ISOC-IL Response to the Governmental Strategy for Fiber Deployment

July 30, 2021

The Ministry of Communications’ strategic plan for deploying fiber-optic infrastructure for the Israeli public, which is also enshrined in legislation, consists of two pillars: (a) Bezeq is committed to deploying fiber-optic networks to 80% of the various regions in Israel, at its selection (in other words, the reasons most beneficial for it from a business perspective); (B) The deployment of fiber infrastructure to the rest of the areas in the country, which is not economically profitable, will be done through state grants (an “incentive fund”) that will be allocated through tenders in which companies interested in deploying and operating fiber infrastructure will compete.
On June 15, 2016, the Ministry of Communications published a document of principles regarding the furthering of the deployment of fiber optic networks in areas lacking economic profitability, detailing the incentive fund’s operating plan and the mechanism for dealing with business entities in the various geographical areas in which Bezeq chose not to deploy fiber infrastructure.

On May 4, 2121, the Israel Internet Association submitted its response to the Ministry of Communications’ document of principles, in which the following points were emphasized:
– The need to provide the deployment costs analysis performed by Bezeq for the review of the bidders in the tender for the deployment of fiber infrastructure in the incentive areas. This is to maximize the efficiency of the tender (and accordingly, the efficiency of the deployment procedure in the incentive areas), by reducing the degree of uncertainty of the bidders in the planned tender and saving on the costs of gathering information about the characteristics of the statistical areas at the subject of the tender.
– The restrictions of the tender to ensure the deployment of fiber in particularly unprofitable areas among the incentive areas: As stated, the incentive areas intended to be handled by the incentive fund and the tenders for which there is tender competition, are generally not economically viable, given high paving costs and/or low profit potential. However, it is clear that even among the statistical areas defined as incentive areas there is a degree of lack of profitability. Therefore, it is likely that the planned tender (or at least in its first launch) will not receive any bids for deployment in remote geographical areas or particularly sparsely populated areas, which are often also characterized by low socio-economic status and level of services. Therefore, the Israel Internet Association calls on the Minister of Communications to exercise his authority under Section 14D(e) of the Communications Law and to order and include a limited number of “mandatory areas” that tender participants are required to include (or at least bids with a wide geographical scope). This is to ensure that the deployment progress in the incentive areas will not be made solely in accordance with the relative economic profitability of the geographical areas.

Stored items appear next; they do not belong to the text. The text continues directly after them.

//! Integration tests for batch runs with a scripted fake compiler.
#![cfg(unix)]

use batchcc_core::fakes::StaticFlagProvider;
use batchcc_core::{
    read_report_csv, BatchConfig, BatchError, Orchestrator, RecordStatus, RuleTable, RunOutcome,
    RunReport, TIMEOUT_MESSAGE,
};
use std::os::unix::fs::PermissionsExt;
use std::path::{Path, PathBuf};
use std::sync::Arc;
use tempfile::TempDir;

/// Behaves like `cc <src> -o <out> [flags...]`, keyed on the source name:
/// - `*fail*`        prints a diagnostic to stderr and exits 1
/// - `*slow*`        sleeps past any test budget in a forked child
/// - `*noartifact*`  exits 0 without writing the output
/// - otherwise       writes its argv into the output and exits 0
const FAKE_COMPILER: &str = r#"#!/bin/sh
src="$1"
out="$3"
case "$src" in
  *fail*) echo "$src:1:1: error: expected ';' before '}' token" >&2; exit 1 ;;
  *slow*) sleep 30; exit 0 ;;
  *noartifact*) exit 0 ;;
esac
echo "$@" > "$out"
echo "compiled $src"
"#;

struct Workspace {
    tmp: TempDir,
    compiler: PathBuf,
}

impl Workspace {
    fn new() -> Self {
        let tmp = TempDir::new().expect("tempdir");
        std::fs::create_dir(tmp.path().join("input")).expect("input dir");
        let compiler = tmp.path().join("fakecc");
        std::fs::write(&compiler, FAKE_COMPILER).expect("write fake compiler");
        std::fs::set_permissions(&compiler, std::fs::Permissions::from_mode(0o755))
            .expect("chmod fake compiler");
        Self { tmp, compiler }
    }

    fn input(&self) -> PathBuf {
        self.tmp.path().join("input")
    }

    fn success(&self) -> PathBuf {
        self.tmp.path().join("success")
    }

    fn failed(&self) -> PathBuf {
        self.tmp.path().join("failed")
    }

    fn report(&self) -> PathBuf {
        self.tmp.path().join("out").join("compile_results.csv")
    }

    fn source(&self, name: &str, body: &str) -> PathBuf {
        let path = self.input().join(name);
        std::fs::write(&path, body).expect("write source");
        path
    }

    fn config(&self) -> BatchConfig {
        BatchConfig {
            success_dir: self.success(),
            failed_dir: self.failed(),
            report_path: self.report(),
            compiler: self.compiler.to_string_lossy().into_owned(),
            jobs: 2,
            ..BatchConfig::new(self.input())
        }
    }

    async fn run_with(&self, config: BatchConfig, provider: StaticFlagProvider) -> RunOutcome {
        Orchestrator::new(config, RuleTable::builtin(), Arc::new(provider))
            .expect("valid config")
            .run()
            .await
            .expect("run succeeds")
    }

    async fn run(&self) -> RunReport {
        match self.run_with(self.config(), StaticFlagProvider::new()).await {
            RunOutcome::Completed(report) => report,
            RunOutcome::NoSources => panic!("expected sources"),
        }
    }
}

fn read(path: &Path) -> String {
    std::fs::read_to_string(path).expect("read file")
}

/// Test: report has one row per source, in discovery order, with the right statuses
#[tokio::test]
async fn test_mixed_batch_report_and_dispositions() {
    let ws = Workspace::new();
    ws.source("good.c", "#include <stdio.h>\n#include <math.h>\nint main(void){return 0;}\n");
    ws.source("bad_fail.c", "#include <stdio.h>\nint main(void){ return }\n");
    ws.source("README.txt", "not a source");

    let report = ws.run().await;
    assert_eq!(report.summary.total, 2);
    assert_eq!(report.summary.succeeded, 1);
    assert_eq!(report.summary.failed, 1);

    let rows = read_report_csv(&ws.report()).expect("read report");
    assert_eq!(rows.len(), 2, "one row per matched source");
    assert_eq!(rows[0].file, "bad_fail.c");
    assert_eq!(rows[0].status, RecordStatus::Fail);
    assert!(rows[0].message.contains("expected ';'"));
    assert_eq!(rows[0].flags, "");
    assert_eq!(rows[1].file, "good.c");
    assert_eq!(rows[1].status, RecordStatus::Success);
    assert_eq!(rows[1].headers, "stdio.h;math.h");
    assert_eq!(rows[1].flags, "-lm");
    assert_eq!(rows[1].message, format!("compiled {}", ws.input().join("good.c").display()));

    let header = read(&ws.report());
    assert!(header.starts_with("file,status,headers,flags,message,timestamp"));

    // Success: artifact moved, not copied; source untouched.
    assert!(ws.success().join("good.out").exists());
    assert!(!ws.input().join("good.out").exists());
    assert!(ws.input().join("good.c").exists());
    assert!(!ws.failed().join("good.c").exists());

    // Failure: source copied, not moved; nothing in success.
    assert!(ws.failed().join("bad_fail.c").exists());
    assert!(ws.input().join("bad_fail.c").exists());
    assert!(!ws.success().join("bad_fail.out").exists());
}

/// Test: flags reach the compiler after the mandatory args, in resolved order
#[tokio::test]
async fn test_flags_passed_in_resolved_order() {
    let ws = Workspace::new();
    let src = ws.source(
        "window.c",
        "#include <SDL2/SDL.h>\n#include <math.h>\n#include <X11/extensions/Xrandr.h>\nint main(void){return 0;}\n",
    );
    let provider =
        StaticFlagProvider::new().with_package("sdl2", &["-I/usr/include/SDL2", "-D_REENTRANT"], &["-lSDL2"]);

    let outcome = ws.run_with(ws.config(), provider).await;
    let RunOutcome::Completed(report) = outcome else {
        panic!("expected a completed run");
    };
    assert_eq!(report.files[0].record.flags, "-lm -lXext -I/usr/include/SDL2 -D_REENTRANT -lSDL2");

    let argv = read(&ws.success().join("window.out"));
    let out = ws.input().join("window.out");
    assert_eq!(
        argv.trim(),
        format!(
            "{} -o {} -lm -lXext -I/usr/include/SDL2 -D_REENTRANT -lSDL2",
            src.display(),
            out.display()
        )
    );
}

/// Test: a file with no matching rules compiles with no extra flags
#[tokio::test]
async fn test_no_rules_means_no_extra_flags() {
    let ws = Workspace::new();
    let src = ws.source("plain.c", "#include <stdio.h>\nint main(void){return 0;}\n");

    let report = ws.run().await;
    assert_eq!(report.files[0].record.flags, "");

    let argv = read(&ws.success().join("plain.out"));
    let out = ws.input().join("plain.out");
    assert_eq!(argv.trim(), format!("{} -o {}", src.display(), out.display()));
}

/// Test: an unresolvable package is recorded but does not stop the file
#[tokio::test]
async fn test_missing_package_is_non_fatal() {
    let ws = Workspace::new();
    ws.source("vision.c", "#include <opencv2/core.hpp>\n#include <math.h>\nint main(void){return 0;}\n");

    let report = ws.run().await;
    let file = &report.files[0];
    assert_eq!(file.record.status, RecordStatus::Success);
    assert_eq!(file.record.flags, "-lm");
    assert_eq!(file.resolution_failures.len(), 1);
    assert_eq!(file.resolution_failures[0].package, "opencv4");
}

/// Test: timeout is its own status, source copied, no artifact filed
#[tokio::test]
async fn test_timeout_kills_compiler_and_copies_source() {
    let ws = Workspace::new();
    ws.source("slow.c", "int main(void){return 0;}\n");
    ws.source("quick.c", "int main(void){return 0;}\n");
    let config = BatchConfig {
        timeout_secs: 1,
        ..ws.config()
    };

    let started = std::time::Instant::now();
    let RunOutcome::Completed(report) = ws.run_with(config, StaticFlagProvider::new()).await else {
        panic!("expected a completed run");
    };
    assert!(started.elapsed() < std::time::Duration::from_secs(20));

    let rows = read_report_csv(&ws.report()).expect("read report");
    assert_eq!(rows.len(), 2);
    let slow = rows.iter().find(|r| r.file == "slow.c").expect("slow row");
    assert_eq!(slow.status, RecordStatus::Timeout);
    assert_eq!(slow.message, TIMEOUT_MESSAGE);
    assert_eq!(report.summary.timed_out, 1);

    assert!(ws.failed().join("slow.c").exists());
    assert!(ws.input().join("slow.c").exists());
    assert!(!ws.success().join("slow.out").exists());
    assert!(ws.success().join("quick.out").exists());
}

/// Test: a missing artifact after a successful compile is an artifact error, not a Fail
#[tokio::test]
async fn test_unfiled_artifact_is_distinct_status() {
    let ws = Workspace::new();
    ws.source("noartifact.c", "int main(void){return 0;}\n");

    let report = ws.run().await;
    let file = &report.files[0];
    assert_eq!(file.record.status, RecordStatus::ArtifactError);
    assert!(file.record.message.contains("cannot move"));
    assert!(file.disposition.is_none());
    assert_eq!(report.summary.artifact_errors, 1);
    assert!(!ws.failed().join("noartifact.c").exists());
}

/// Test: a failed compile that cannot be filed keeps the compiler's diagnostic
#[tokio::test]
async fn test_unfiled_failure_keeps_compiler_diagnostic() {
    let ws = Workspace::new();
    ws.source("broken_fail.c", "int main(void){ return }\n");
    // A plain file where the failed directory should go.
    std::fs::write(ws.failed(), "in the way").expect("block failed dir");

    let report = ws.run().await;
    let file = &report.files[0];
    assert_eq!(file.record.status, RecordStatus::ArtifactError);
    assert!(file.record.message.contains("expected ';'"));
    assert!(file.disposition.is_none());
}

/// Test: empty input writes nothing at all
#[tokio::test]
async fn test_empty_input_writes_nothing() {
    let ws = Workspace::new();
    ws.source("notes.md", "# nothing to build");

    let outcome = ws.run_with(ws.config(), StaticFlagProvider::new()).await;
    assert!(matches!(outcome, RunOutcome::NoSources));
    assert!(!ws.report().exists());
    assert!(!ws.success().exists());
    assert!(!ws.failed().exists());
}

/// Test: missing input directory aborts with no report
#[tokio::test]
async fn test_missing_input_dir_is_configuration_error() {
    let ws = Workspace::new();
    let config = BatchConfig {
        input_dir: ws.tmp.path().join("does-not-exist"),
        ..ws.config()
    };

    let err = Orchestrator::new(config, RuleTable::builtin(), Arc::new(StaticFlagProvider::new()))
        .expect("valid config")
        .run()
        .await
        .unwrap_err();
    assert!(matches!(err, BatchError::InputDirMissing { .. }));
    assert!(!ws.report().exists());
}

/// Test: report order follows discovery order under parallel workers
#[tokio::test(flavor = "multi_thread", worker_threads = 4)]
async fn test_parallel_run_keeps_discovery_order() {
    let ws = Workspace::new();
    let names: Vec<String> = (0..12).map(|i| format!("prog_{i:02}.c")).collect();
    for (i, name) in names.iter().enumerate() {
        let body = if i % 3 == 0 {
            "#include <math.h>\nint main(void){return 0;}\n"
        } else {
            "int main(void){return 0;}\n"
        };
        ws.source(name, body);
    }
    ws.source("prog_fail.c", "int main(void){ return }\n");

    let config = BatchConfig {
        jobs: 4,
        ..ws.config()
    };
    let RunOutcome::Completed(_) = ws.run_with(config, StaticFlagProvider::new()).await else {
        panic!("expected a completed run");
    };

    let rows = read_report_csv(&ws.report()).expect("read report");
    let files: Vec<&str> = rows.iter().map(|r| r.file.as_str()).collect();
    let mut expected: Vec<&str> = names.iter().map(String::as_str).collect();
    expected.push("prog_fail.c");
    assert_eq!(files, expected);
    assert_eq!(rows.iter().filter(|r| r.status == RecordStatus::Success).count(), 12);
}

/// Test: re-running on unchanged input reproduces row count and statuses
#[tokio::test]
async fn test_rerun_is_idempotent() {
    let ws = Workspace::new();
    ws.source("a.c", "#include <math.h>\nint main(void){return 0;}\n");
    ws.source("b_fail.c", "int main(void){ return }\n");
    ws.source("c.c", "int main(void){return 0;}\n");

    ws.run().await;
    let first = read_report_csv(&ws.report()).expect("first report");
    ws.run().await;
    let second = read_report_csv(&ws.report()).expect("second report");

    let shape = |rows: &[batchcc_core::CompileRecord]| {
        rows.iter()
            .map(|r| (r.file.clone(), r.status, r.headers.clone(), r.flags.clone()))
            .collect::<Vec<_>>()
    };
    assert_eq!(first.len(), second.len());
    assert_eq!(shape(&first), shape(&second));
}

/// Test: optional JSON summary mirrors the counts
#[tokio::test]
async fn test_summary_json_written() {
    let ws = Workspace::new();
    ws.source("a.c", "int main(void){return 0;}\n");
    ws.source("z_fail.c", "int main(void){ return }\n");
    let summary_path = ws.tmp.path().join("out").join("summary.json");
    let config = BatchConfig {
        summary_json: Some(summary_path.clone()),
        ..ws.config()
    };

    ws.run_with(config, StaticFlagProvider::new()).await;

    let raw: serde_json::Value = serde_json::from_str(&read(&summary_path)).expect("parse summary");
    assert_eq!(raw["total"], 2);
    assert_eq!(raw["succeeded"], 1);
    assert_eq!(raw["failed"], 1);
    assert_eq!(raw["skipped"], 0);
}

The need to examine 5G mobile internet infrastructure as a better alternative than deploying fiber in remote or sparsely populated areas: Given the existence of a scientific and professional consensus that 5G mobile technology can provide a complete (and sometimes better) alternative to fixed fiber infrastructure, eliminating the need for complex and costly paving activity for every home or neighborhood, the Ministry of Communications must re-examine the necessity of distributing the fiber infrastructure to all households in Israel. That is, even if the Ministry of Communications believes that there is a need to deploy fiber infrastructure across the country, it can exclude localities where the economic profitability of the deployment or operation of fiber is particularly low “in exchange” for ensuring the existence of 5G cell coverage in those localities in the near future. Economically, too, this move is likely to maximize the public interest in nationwide access to ultra-high-speed Internet infrastructure, as a more effective and efficient use of the incentive fund.


ISOC-IL Response to the Governmental Strategy for Fiber Deployment (Hebrew)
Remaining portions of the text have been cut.